The GPU on the other hand have a more specific usage, as it is great at doing huge ammounts of calculations. It has many cores, so, even though they have lower cache and high latency, the idea here is that by paralalizing instructions one can achieve a high throughput. It isn't good at doing complex instructions. In simpler terms, if the CPU is the captain of the pc, then the GPU is an army of workers.
The complexity of the CPU is much hidden from the user, and can often be ignored. Achieving great performance while doing things in parallel needs more understanding and exposes more complexity.
GPU architecture¶
There are different GPU architectures by different manufactures with different implementations. The focus here is on the general NVidia architecture, since CUDA can only run in these GPUs and has many elements that are inheretly linked.
Here, there are three main levels:
- Thread level: This is the lowest level. Here, there are many execution units for different opperations (int and float operations, load and store from memory).
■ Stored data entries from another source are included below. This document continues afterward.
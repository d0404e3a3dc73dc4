//! calc-fem CLI Library
//!
//! Drives the calculator page headlessly: button presses go through the
//! same dispatcher the browser uses, rendered into a mock page, with the
//! theme preference persisted to a JSON file.

#![warn(missing_docs)]
#![warn(clippy::all)]
#![warn(clippy::pedantic)]
#![warn(clippy::nursery)]
#![allow(clippy::module_name_repetitions)]
#![allow(clippy::missing_errors_doc)] // Error types are self-documenting

mod commands;
mod config;
mod error;
pub mod logging;
mod output;
pub mod runner;
pub mod storage;

pub use commands::{Cli, ColorArg, Commands, FormatArg, PressArgs, ThemeArgs};
pub use config::{CliConfig, ColorChoice, OutputFormat, Verbosity};
pub use error::{CliError, CliResult};
pub use output::{render_json, render_text, PageReport};
pub use runner::{resolve_token, run_press, run_theme, Session};
pub use storage::JsonFileStorage;
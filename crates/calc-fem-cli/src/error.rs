//! Error types for the CLI

use calc_fem::core::CalcError;
use thiserror::Error;

/// Result type for CLI operations
pub type CliResult<T> = Result<T, CliError>;

/// Errors that can occur in the CLI
#[derive(Debug, Error)]
pub enum CliError {
    /// Configuration error
    #[error("Configuration error: {message}")]
    Config {
        /// Error message
        message: String,
    },

    /// Invalid argument
    #[error("Invalid argument: {message}")]
    InvalidArgument {
        /// Error message
        message: String,
    },

    /// IO error
    #[error("I/O error: {0}")]
    Io(#[from] std::io::Error),

    /// Storage file or output encoding error
    #[error("JSON error: {0}")]
    Json(#[from] serde_json::Error),

    /// Calculator error
    #[error("Calculator error: {0}")]
    Calc(#[from] CalcError),
}

impl CliError {
    /// Create a configuration error
    #[must_use]
    pub fn config(message: impl Into<String>) -> Self {
        Self::Config {
            message: message.into(),
        }
    }

    /// Create an invalid argument error
    #[must_use]
    pub fn invalid_argument(message: impl Into<String>) -> Self {
        Self::InvalidArgument {
            message: message.into(),
        }
    }
}
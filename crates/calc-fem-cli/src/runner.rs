//! Headless page session
//!
//! A [`Session`] is one page load: the mock calculator page, a fresh
//! calculation, and the theme preference read from the storage file.

use calc_fem::theme::Theme;
use calc_fem::wasm::{Dispatcher, Keypad, MockDom};
use tracing::{debug, info};

use crate::config::{CliConfig, OutputFormat};
use crate::error::{CliError, CliResult};
use crate::output::{render_json, render_text, PageReport};
use crate::storage::JsonFileStorage;

/// Prefix shared by the theme toggle zone ids
const TOGGLE_PREFIX: &str = "toggle-";

/// One headless page load
#[derive(Debug)]
pub struct Session {
    dispatcher: Dispatcher<MockDom, JsonFileStorage>,
}

impl Session {
    /// Loads the page over the given storage
    pub fn open(storage: JsonFileStorage) -> Self {
        let mut dispatcher = Dispatcher::with_storage(storage);
        let theme = dispatcher.init();
        info!(%theme, "page loaded");
        Self { dispatcher }
    }

    /// Loads the page over the configured storage file
    pub fn from_config(config: &CliConfig) -> CliResult<Self> {
        let path = config.resolve_storage_path()?;
        Ok(Self::open(JsonFileStorage::open(path)?))
    }

    /// Clicks each token in order
    pub fn press<S: AsRef<str>>(&mut self, tokens: &[S]) -> CliResult<()> {
        for token in tokens {
            let id = resolve_token(self.dispatcher.keypad(), token.as_ref())?;
            debug!(token = token.as_ref(), %id, "press");
            self.dispatcher.click(&id)?;
        }
        Ok(())
    }

    /// Selects a theme by its identifier
    pub fn select_theme(&mut self, raw: &str) -> CliResult<Theme> {
        let theme: Theme = raw.trim().parse()?;
        self.dispatcher.apply_theme(theme);
        Ok(theme)
    }

    /// The active theme
    #[must_use]
    pub fn theme(&self) -> Theme {
        self.dispatcher.theme()
    }

    /// The page as it is now, including both display regions
    pub fn page_report(&mut self) -> PageReport {
        PageReport::with_display(self.dispatcher.theme(), self.dispatcher.render())
    }

    /// The page being driven
    #[must_use]
    pub fn dom(&self) -> &MockDom {
        self.dispatcher.surface()
    }
}

/// Maps a token to a page element id
///
/// Accepts button ids, button labels (case-insensitive) and theme toggle ids.
pub fn resolve_token(keypad: &Keypad, token: &str) -> CliResult<String> {
    let token = token.trim();
    if let Some(button) = keypad.find_button_by_id(token) {
        return Ok(button.id.clone());
    }
    if token.starts_with(TOGGLE_PREFIX) {
        return Ok(token.to_string());
    }
    keypad
        .find_button_by_label(token)
        .map(|button| button.id.clone())
        .ok_or_else(|| CliError::invalid_argument(format!("no button matches {token:?}")))
}

/// Runs `press`
pub fn run_press(config: &CliConfig, tokens: &[String]) -> CliResult<()> {
    let mut session = Session::from_config(config)?;
    session.press(tokens)?;
    emit(config, &session.page_report())
}

/// Runs `theme`
pub fn run_theme(config: &CliConfig, theme: Option<&str>) -> CliResult<()> {
    let mut session = Session::from_config(config)?;
    let theme = match theme {
        Some(raw) => session.select_theme(raw)?,
        None => session.theme(),
    };
    emit(config, &PageReport::theme_only(theme))
}

fn emit(config: &CliConfig, report: &PageReport) -> CliResult<()> {
    if config.verbosity.is_quiet() {
        return Ok(());
    }
    match config.format {
        OutputFormat::Text => print!("{}", render_text(report)),
        OutputFormat::Json => println!("{}", render_json(report)?),
    }
    Ok(())
}
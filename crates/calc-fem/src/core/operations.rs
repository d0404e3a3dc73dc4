//! Binary operations understood by the calculator
//!
//! The operator set is closed: a pending operation is always one of these
//! four, so "no operation pending" is `None` rather than a sentinel char.

use std::fmt;
use std::str::FromStr;

use crate::core::CalcError;

/// Type-safe operation enum
#[derive(Debug, Clone, Copy, PartialEq, Eq, Hash)]
pub enum Operation {
    /// Addition (+)
    Add,
    /// Subtraction (-)
    Subtract,
    /// Multiplication (*)
    Multiply,
    /// Division (/)
    Divide,
}

impl Operation {
    /// All operations in keypad order
    pub const ALL: [Self; 4] = [Self::Add, Self::Subtract, Self::Multiply, Self::Divide];

    /// Returns the operator symbol for display
    #[must_use]
    pub const fn symbol(&self) -> char {
        match self {
            Self::Add => '+',
            Self::Subtract => '-',
            Self::Multiply => '*',
            Self::Divide => '/',
        }
    }

    /// Returns the glyph printed on the keypad button
    ///
    /// Multiplication is shown as `x` but displayed as `*` once chosen.
    #[must_use]
    pub const fn glyph(&self) -> &'static str {
        match self {
            Self::Add => "+",
            Self::Subtract => "-",
            Self::Multiply => "x",
            Self::Divide => "/",
        }
    }

    /// Maps an operator character (or the `x` glyph) to an operation
    #[must_use]
    pub const fn from_symbol(symbol: char) -> Option<Self> {
        match symbol {
            '+' => Some(Self::Add),
            '-' => Some(Self::Subtract),
            '*' | 'x' => Some(Self::Multiply),
            '/' => Some(Self::Divide),
            _ => None,
        }
    }

    /// Applies the operation with IEEE 754 semantics
    ///
    /// Division by zero is not special-cased: it yields an infinity or NaN.
    #[must_use]
    pub fn apply(&self, lhs: f64, rhs: f64) -> f64 {
        match self {
            Self::Add => lhs + rhs,
            Self::Subtract => lhs - rhs,
            Self::Multiply => lhs * rhs,
            Self::Divide => lhs / rhs,
        }
    }
}

impl fmt::Display for Operation {
    fn fmt(&self, f: &mut fmt::Formatter<'_>) -> fmt::Result {
        write!(f, "{}", self.symbol())
    }
}

impl FromStr for Operation {
    type Err = CalcError;

    fn from_str(s: &str) -> Result<Self, Self::Err> {
        let mut chars = s.trim().chars();
        match (chars.next(), chars.next()) {
            (Some(c), None) => Self::from_symbol(c).ok_or_else(|| CalcError::unknown_operator(s)),
            _ => Err(CalcError::unknown_operator(s)),
        }
    }
}
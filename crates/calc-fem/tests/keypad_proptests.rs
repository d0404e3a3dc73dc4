//! Property-based tests for the keypad and the mock page dispatcher

#![allow(clippy::unwrap_used)]

use std::collections::HashSet;

use calc_fem::prelude::*;
use proptest::prelude::*;

// ===== Strategy definitions =====

/// Generate valid grid positions
fn grid_position_strategy() -> impl Strategy<Value = (usize, usize)> {
    (0usize..5usize, 0usize..4usize)
}

/// Generate the id of any keypad button
fn button_id_strategy() -> impl Strategy<Value = String> {
    let ids: Vec<String> = Keypad::new().buttons().iter().map(|b| b.id.clone()).collect();
    prop::sample::select(ids)
}

// ===== Property tests for Keypad =====

proptest! {
    /// Every grid cell is covered by exactly one button
    #[test]
    fn prop_cell_has_one_button((row, col) in grid_position_strategy()) {
        let keypad = Keypad::new();
        let covering = keypad.buttons().iter().filter(|b| b.covers(row, col)).count();
        prop_assert_eq!(covering, 1);
    }

    /// Cells outside the grid have no button
    #[test]
    fn prop_outside_grid_is_empty(row in 5usize..100usize, col in 0usize..100usize) {
        let keypad = Keypad::new();
        prop_assert!(keypad.get_button_at(row, col).is_none());
    }

    /// Clicking a button by id matches dispatching its action
    #[test]
    fn prop_click_matches_dispatch(ids in prop::collection::vec(button_id_strategy(), 0..25)) {
        let mut by_click = MockDispatcher::default();
        let mut by_action = MockDispatcher::default();
        let keypad = Keypad::new();
        for id in &ids {
            by_click.click(id).unwrap();
            by_action.dispatch(keypad.handle_click(id).unwrap());
        }
        prop_assert_eq!(by_click.state(), by_action.state());
    }

    /// The page always shows what the formatter says
    #[test]
    fn prop_page_matches_render(ids in prop::collection::vec(button_id_strategy(), 0..25)) {
        let mut dispatcher = MockDispatcher::default();
        dispatcher.init();
        for id in &ids {
            dispatcher.click(id).unwrap();
        }
        let expected = render_display(dispatcher.state());
        prop_assert_eq!(dispatcher.display_text(DisplayRegion::Previous), expected.previous.as_str());
        prop_assert_eq!(dispatcher.display_text(DisplayRegion::Current), expected.current.as_str());
    }
}

// ===== Invariant tests =====

#[test]
fn invariant_button_ids_are_unique() {
    let keypad = Keypad::new();
    let mut ids = HashSet::new();
    for btn in keypad.buttons() {
        assert!(ids.insert(btn.id.clone()), "Duplicate ID: {}", btn.id);
    }
}

#[test]
fn invariant_keypad_has_all_digits() {
    let keypad = Keypad::new();
    for d in 0..=9 {
        assert!(
            keypad.find_button_by_label(&d.to_string()).is_some(),
            "Missing digit {d}"
        );
    }
}

#[test]
fn invariant_keypad_has_all_operators() {
    let keypad = Keypad::new();
    for op in Operation::ALL {
        assert!(
            keypad
                .buttons()
                .iter()
                .any(|b| b.action == KeypadAction::Operator(op)),
            "Missing operator {op}"
        );
    }
}

#[test]
fn invariant_every_kind_is_on_the_keypad() {
    let keypad = Keypad::new();
    for kind in ControlKind::ALL {
        assert!(keypad.buttons().iter().any(|b| b.action.kind() == kind));
    }
}
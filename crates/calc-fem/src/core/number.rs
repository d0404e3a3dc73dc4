//! Numeric text conversions
//!
//! Operands are kept as text while they are typed, so the calculator needs
//! one lenient parser (longest numeric prefix wins) and one printer that
//! produces the shortest text which reads back to the same `f64`.

/// Parses the longest numeric prefix of `text`.
///
/// Leading whitespace is skipped. Accepts an optional sign, `Infinity`,
/// digits with at most one decimal point, and an optional exponent. Returns
/// `None` when no digit is found, so `""`, `"."` and `"-"` are all
/// unparsable while `"12."`, `".5"` and `"7abc"` are not.
#[must_use]
pub fn parse_float(text: &str) -> Option<f64> {
    let s = text.trim_start();
    let bytes = s.as_bytes();
    let mut pos = 0;

    let negative = match bytes.first() {
        Some(b'-') => {
            pos += 1;
            true
        }
        Some(b'+') => {
            pos += 1;
            false
        }
        _ => false,
    };

    if s[pos..].starts_with("Infinity") {
        return Some(if negative {
            f64::NEG_INFINITY
        } else {
            f64::INFINITY
        });
    }

    let int_start = pos;
    while pos < bytes.len() && bytes[pos].is_ascii_digit() {
        pos += 1;
    }
    let int_digits = &s[int_start..pos];

    let mut frac_digits = "";
    if pos < bytes.len() && bytes[pos] == b'.' {
        let frac_start = pos + 1;
        let mut end = frac_start;
        while end < bytes.len() && bytes[end].is_ascii_digit() {
            end += 1;
        }
        frac_digits = &s[frac_start..end];
        pos = end;
    }

    if int_digits.is_empty() && frac_digits.is_empty() {
        return None;
    }

    let mut exponent = String::new();
    if pos < bytes.len() && matches!(bytes[pos], b'e' | b'E') {
        let mut end = pos + 1;
        let mut sign = "";
        if end < bytes.len() && matches!(bytes[end], b'+' | b'-') {
            sign = if bytes[end] == b'-' { "-" } else { "" };
            end += 1;
        }
        let digits_start = end;
        while end < bytes.len() && bytes[end].is_ascii_digit() {
            end += 1;
        }
        if end > digits_start {
            exponent = format!("e{sign}{}", &s[digits_start..end]);
        }
    }

    let normalized = format!(
        "{}{}.{}{}",
        if negative { "-" } else { "" },
        if int_digits.is_empty() { "0" } else { int_digits },
        if frac_digits.is_empty() { "0" } else { frac_digits },
        exponent
    );
    normalized.parse().ok()
}

/// Renders a number the way a JavaScript `Number` prints itself.
///
/// Integral values have no fractional part (`8`, not `8.0`), non-finite
/// values print as `Infinity`, `-Infinity` and `NaN`, and magnitudes
/// outside `[1e-6, 1e21)` switch to exponent notation (`1e+21`).
#[must_use]
pub fn number_to_string(value: f64) -> String {
    if value.is_nan() {
        return "NaN".to_string();
    }
    if value == 0.0 {
        return "0".to_string();
    }
    if value < 0.0 {
        return format!("-{}", number_to_string(-value));
    }
    if value.is_infinite() {
        return "Infinity".to_string();
    }

    let (digits, n) = shortest_digits(value);
    let k = digits.len() as i32;

    if k <= n && n <= 21 {
        format!("{digits}{}", "0".repeat((n - k) as usize))
    } else if 0 < n && n <= 21 {
        let (int, frac) = digits.split_at(n as usize);
        format!("{int}.{frac}")
    } else if -6 < n && n <= 0 {
        format!("0.{}{digits}", "0".repeat((-n) as usize))
    } else {
        let e = n - 1;
        let sign = if e < 0 { '-' } else { '+' };
        let (first, rest) = digits.split_at(1);
        if rest.is_empty() {
            format!("{first}e{sign}{}", e.abs())
        } else {
            format!("{first}.{rest}e{sign}{}", e.abs())
        }
    }
}

/// Shortest round-trip digits of a positive finite `value`, plus the
/// position of the decimal point relative to them.
///
/// `1234.5` gives `("12345", 4)`, `1e23` gives `("1", 24)`.
pub(crate) fn shortest_digits(value: f64) -> (String, i32) {
    // `{:e}` yields the shortest round-trip digits, e.g. "1.2345e3".
    let sci = format!("{value:e}");
    let (mantissa, exp) = sci.split_once('e').unwrap_or((sci.as_str(), "0"));
    let digits: String = mantissa.chars().filter(char::is_ascii_digit).collect();
    (digits, exp.parse::<i32>().unwrap_or(0) + 1)
}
Note that there are many of these blocks, so that instructions are grouped and executed together in 'Single Instruction Multiple Thread' operations. Threads are organized in blocks of 32 called 'warps', which are the basic unit of work. An instruction will perform an operation in all 32 threads of a warp at once.

- Streaming Multiprocessor: This next level is called a Streaming Multiprocessor or SM. It hosts some of these cores and has a shared memory, which means that threads in a same block (more on blocks later) have access to local shared variables that reside in this shared memory.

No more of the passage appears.